Iterating over a range of dates in a shell script

Question 1

I have been working on a script that can be used to automatically pull the batch ids that were processed 4 days ago and which need to be processed tomorrow on the server. The batch IDs from 3 days ago need to be processed the day after tomorrow, etc.

The script only needs to output the processing dates for all batch IDs from the last 4 days and send the output via email with the format below.

Please have a look and let me know of any improvement we can make, especially to the performance.

#!/bin/bash
matchdate () { date +%Y%m%d --date "1ドル" }
touch $result
dbhost='192.168.0.1'
dbuser='test_db'
dbpass='temp#100'
dbschema='demo'
batchdate=$(matchdate "4 days ago")
current_date=$(matchdate "today")
while [[ $batchdate != $current_date ]]; do
 batchdate=$(matchdate "$batchdate + 1 day")
 batchwupos=$(date -d "$batchdate" +%Y-%m-%d)
 processdate=$(date +%d-%m-%Y -d "$matchdate + 1 day")
 #echo "$batchdate and $batchwupos"
 recordpull=`mysql -h $dbhost -u $dbuser -p $dbpass -e "use $dbschema;SELECT il.BatchID FROM tbl_batch_table il WHERE il.batch_name like '%$batchdate%' and il.batch_name like '%$batchwupos%' and il.status='SUCCESS'"`
batch_result="`cat $recordpull | tr -s ' ' | cut -d " " -f2- | tr '\n' ',' | sed 's/,$//' | sed 's/........//' $recordpull`"
echo -e "\n Below are the expected batches which we will processing on server on specified date." >> $result
echo -e "\n $processdate : $batch_result" >> $result
done

Here are the expected batches which will process on the server on the specified date:

12-09-2016: (10642, 10643, 10644, 10646, 10647)
13-09-2016: (10648, 10649, 10654, 10655, 10656, 10659)
14-09-2016: (10657, 10658, 10661, 10665, 10666)
15-09-2016: (10668, 10669, 10670, 10671)

Question 2

You should fix your indentation to be the same level within the while loop, otherwise it is a bit confusing.

Question 3

Start with the query and work backwards.

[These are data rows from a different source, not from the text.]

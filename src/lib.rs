// src/lib.rs

pub mod cli;
pub mod config;
pub mod directive;
pub mod exec;
pub mod input;
pub mod logging;
pub mod relay;
pub mod session;

use std::io::Read;
use std::path::Path;

use anyhow::{Context, Result};
use tracing::info;

use crate::cli::CliArgs;
use crate::relay::ConsoleSink;
use crate::session::Session;

/// High-level entry point used by `main.rs`.
///
/// This is the standalone driver: read a cell source from a file (or stdin),
/// and run the directives embedded in it against the console. Inside a real
/// interactive host the same pipeline hangs off
/// [`Session::finish_execute`] instead, gated on the host's execution
/// result.
pub async fn run(args: CliArgs) -> Result<()> {
    let mut config = config::load(args.config.as_deref().map(Path::new))?;
    if args.debug {
        config.debug = true;
    }

    let source = read_source(&args.source)?;

    if args.dry_run {
        print_dry_run(&source);
        return Ok(());
    }

    info!(source = %args.source, "running cell directives");
    let session = Session::new(ConsoleSink, config);
    session.run_directives(&source).await;

    Ok(())
}

/// Read the cell source from a path, or from stdin when the path is `-`.
fn read_source(path: &str) -> Result<String> {
    if path == "-" {
        let mut source = String::new();
        std::io::stdin()
            .read_to_string(&mut source)
            .context("reading cell source from stdin")?;
        Ok(source)
    } else {
        std::fs::read_to_string(path)
            .with_context(|| format!("reading cell source from {path:?}"))
    }
}

/// Simple dry-run output: print the directives that would run, in order.
fn print_dry_run(source: &str) {
    let directives: Vec<_> = directive::extract(source).collect();
    println!("cellrun dry-run: {} directive(s)", directives.len());
    for d in &directives {
        println!("  $> {d}");
    }
}
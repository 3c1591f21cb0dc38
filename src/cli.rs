// src/cli.rs

//! CLI argument parsing using `clap`.

use clap::{Parser, ValueEnum};

/// Command-line arguments for `cellrun`.
#[derive(Debug, Clone, Parser)]
#[command(
    name = "cellrun",
    version,
    about = "Run the shell directives embedded in a code cell's source.",
    long_about = None
)]
pub struct CliArgs {
    /// Path to the cell source file, or `-` to read from stdin.
    #[arg(value_name = "SOURCE", default_value = "-")]
    pub source: String,

    /// Path to the config file (TOML).
    ///
    /// Default: `Cellrun.toml` in the current working directory, if present.
    #[arg(long, value_name = "PATH")]
    pub config: Option<String>,

    /// List the extracted directives without running anything.
    #[arg(long)]
    pub dry_run: bool,

    /// Emit extra `[debug]` diagnostic lines while running.
    ///
    /// Equivalent to `debug = true` in the config or `CELLRUN_DEBUG` in the
    /// environment.
    #[arg(long)]
    pub debug: bool,

    /// Logging level (error, warn, info, debug, trace).
    ///
    /// If omitted, `CELLRUN_LOG` or a default level will be used.
    #[arg(long, value_enum, value_name = "LEVEL")]
    pub log_level: Option<LogLevel>,
}

/// Log level as exposed on the CLI.
#[derive(Debug, Copy, Clone, ValueEnum)]
pub enum LogLevel {
    Error,
    Warn,
    Info,
    Debug,
    Trace,
}

/// Convenience wrapper around `CliArgs::parse()`.
pub fn parse() -> CliArgs {
    CliArgs::parse()
}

A poorly-written, poorly-performing query is not a good foundation to build on.

Here is your query (re-formatted to more readable)

SELECT il.BatchID
FROM tbl_batch_table AS il
WHERE
 il.batch_name LIKE '%$batchdate%'
 AND il.batch_name LIKE '%$batchwupos%'
 AND il.status='SUCCESS'

This query will not be able to leverage an index on batch_name because you are using a LIKE condition that starts with a wild card character.

Can you split apart the batch date information in your DB table into it's own column? That would give you the ability to do things like:

Query on a date range AND use index to do so.
Perform date-based math (adding/subtracting days)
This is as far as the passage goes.